WHAT TO PRODUCE. Your task is to copy each line of the listing that contains the word "index".
================
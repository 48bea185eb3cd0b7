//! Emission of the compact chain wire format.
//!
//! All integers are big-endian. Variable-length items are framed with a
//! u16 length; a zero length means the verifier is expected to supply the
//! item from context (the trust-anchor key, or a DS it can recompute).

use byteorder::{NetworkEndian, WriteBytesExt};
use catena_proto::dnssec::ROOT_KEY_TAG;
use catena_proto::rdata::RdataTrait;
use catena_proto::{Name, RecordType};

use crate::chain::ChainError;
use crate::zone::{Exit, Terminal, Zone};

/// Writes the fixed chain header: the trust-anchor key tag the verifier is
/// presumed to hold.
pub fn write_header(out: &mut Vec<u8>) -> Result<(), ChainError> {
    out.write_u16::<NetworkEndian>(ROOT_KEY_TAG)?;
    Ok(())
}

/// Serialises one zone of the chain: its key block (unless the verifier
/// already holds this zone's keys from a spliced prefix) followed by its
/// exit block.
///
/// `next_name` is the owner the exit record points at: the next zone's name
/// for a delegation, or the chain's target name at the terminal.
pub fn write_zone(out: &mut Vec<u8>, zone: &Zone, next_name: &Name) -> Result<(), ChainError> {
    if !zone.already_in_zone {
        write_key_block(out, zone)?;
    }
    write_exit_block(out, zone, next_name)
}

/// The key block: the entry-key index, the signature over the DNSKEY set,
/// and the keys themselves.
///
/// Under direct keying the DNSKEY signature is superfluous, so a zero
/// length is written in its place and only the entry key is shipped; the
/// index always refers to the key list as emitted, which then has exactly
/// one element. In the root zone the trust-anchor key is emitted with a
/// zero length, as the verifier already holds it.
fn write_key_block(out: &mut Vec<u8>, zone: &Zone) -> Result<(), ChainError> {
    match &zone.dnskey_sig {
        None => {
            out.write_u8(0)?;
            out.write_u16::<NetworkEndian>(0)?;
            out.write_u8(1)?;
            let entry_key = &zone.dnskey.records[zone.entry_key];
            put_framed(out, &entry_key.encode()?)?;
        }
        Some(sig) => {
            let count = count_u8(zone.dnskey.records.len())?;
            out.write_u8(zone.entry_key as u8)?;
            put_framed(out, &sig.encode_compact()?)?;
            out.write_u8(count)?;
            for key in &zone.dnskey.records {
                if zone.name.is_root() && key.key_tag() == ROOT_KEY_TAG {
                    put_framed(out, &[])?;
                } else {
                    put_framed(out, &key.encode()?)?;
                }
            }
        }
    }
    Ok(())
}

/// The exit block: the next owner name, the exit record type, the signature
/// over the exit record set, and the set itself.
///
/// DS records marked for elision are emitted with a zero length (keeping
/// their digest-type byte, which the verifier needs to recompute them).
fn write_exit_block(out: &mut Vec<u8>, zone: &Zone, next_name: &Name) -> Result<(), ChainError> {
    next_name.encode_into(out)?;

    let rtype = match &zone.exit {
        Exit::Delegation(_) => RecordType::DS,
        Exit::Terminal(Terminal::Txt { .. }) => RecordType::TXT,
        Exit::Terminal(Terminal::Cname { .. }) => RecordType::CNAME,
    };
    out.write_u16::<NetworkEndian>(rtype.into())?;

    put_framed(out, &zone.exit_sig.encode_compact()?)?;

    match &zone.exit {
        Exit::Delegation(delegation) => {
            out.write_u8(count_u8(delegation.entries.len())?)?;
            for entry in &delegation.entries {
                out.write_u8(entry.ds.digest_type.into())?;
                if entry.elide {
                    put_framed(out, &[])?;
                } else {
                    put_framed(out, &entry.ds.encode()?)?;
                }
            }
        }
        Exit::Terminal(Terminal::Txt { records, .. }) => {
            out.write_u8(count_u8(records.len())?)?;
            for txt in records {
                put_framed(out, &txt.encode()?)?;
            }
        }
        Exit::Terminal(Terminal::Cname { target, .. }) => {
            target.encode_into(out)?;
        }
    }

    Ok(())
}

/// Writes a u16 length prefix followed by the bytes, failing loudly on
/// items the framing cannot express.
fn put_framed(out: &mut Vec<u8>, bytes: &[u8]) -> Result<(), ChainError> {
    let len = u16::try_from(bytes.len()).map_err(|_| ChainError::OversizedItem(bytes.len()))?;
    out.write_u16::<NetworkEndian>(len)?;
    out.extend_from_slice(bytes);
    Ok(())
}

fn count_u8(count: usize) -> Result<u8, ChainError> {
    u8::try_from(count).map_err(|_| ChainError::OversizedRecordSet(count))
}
================
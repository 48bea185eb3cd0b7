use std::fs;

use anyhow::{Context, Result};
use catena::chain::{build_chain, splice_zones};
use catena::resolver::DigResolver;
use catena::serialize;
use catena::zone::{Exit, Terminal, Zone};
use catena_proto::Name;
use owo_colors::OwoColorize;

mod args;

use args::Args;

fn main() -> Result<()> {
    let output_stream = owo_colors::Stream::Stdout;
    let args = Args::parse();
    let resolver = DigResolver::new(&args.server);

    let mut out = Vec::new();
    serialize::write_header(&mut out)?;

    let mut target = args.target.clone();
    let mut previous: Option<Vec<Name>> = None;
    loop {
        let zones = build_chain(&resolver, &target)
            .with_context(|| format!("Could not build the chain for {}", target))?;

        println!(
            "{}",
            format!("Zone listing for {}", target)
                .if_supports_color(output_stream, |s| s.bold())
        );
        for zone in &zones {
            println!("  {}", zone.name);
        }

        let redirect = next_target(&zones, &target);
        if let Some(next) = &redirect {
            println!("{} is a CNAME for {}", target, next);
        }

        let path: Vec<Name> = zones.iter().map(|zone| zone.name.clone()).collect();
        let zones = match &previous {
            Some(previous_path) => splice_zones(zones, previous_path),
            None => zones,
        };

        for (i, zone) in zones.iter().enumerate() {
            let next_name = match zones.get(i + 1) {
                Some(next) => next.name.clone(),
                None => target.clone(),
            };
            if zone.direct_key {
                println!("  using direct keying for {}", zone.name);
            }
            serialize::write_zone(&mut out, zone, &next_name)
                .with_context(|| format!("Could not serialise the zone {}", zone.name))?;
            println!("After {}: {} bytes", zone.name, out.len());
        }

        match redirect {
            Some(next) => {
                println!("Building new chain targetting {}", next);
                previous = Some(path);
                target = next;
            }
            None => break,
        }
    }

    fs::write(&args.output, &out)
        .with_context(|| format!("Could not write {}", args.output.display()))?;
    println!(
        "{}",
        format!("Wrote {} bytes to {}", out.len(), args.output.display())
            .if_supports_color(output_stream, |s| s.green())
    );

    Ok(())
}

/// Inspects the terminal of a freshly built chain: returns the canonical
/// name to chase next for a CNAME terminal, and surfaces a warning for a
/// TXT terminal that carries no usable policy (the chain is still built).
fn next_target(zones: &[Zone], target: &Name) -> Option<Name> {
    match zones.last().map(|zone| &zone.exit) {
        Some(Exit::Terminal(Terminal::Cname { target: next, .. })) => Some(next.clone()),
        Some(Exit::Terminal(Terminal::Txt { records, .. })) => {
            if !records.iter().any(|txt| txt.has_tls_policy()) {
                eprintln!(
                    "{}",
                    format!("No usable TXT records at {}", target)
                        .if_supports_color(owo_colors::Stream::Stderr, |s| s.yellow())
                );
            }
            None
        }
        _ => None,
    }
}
================
ANSWER TO THE PROBLEM.
/// The key block: the entry-key index, the signature over the DNSKEY set,
/// index always refers to the key list as emitted, which then has exactly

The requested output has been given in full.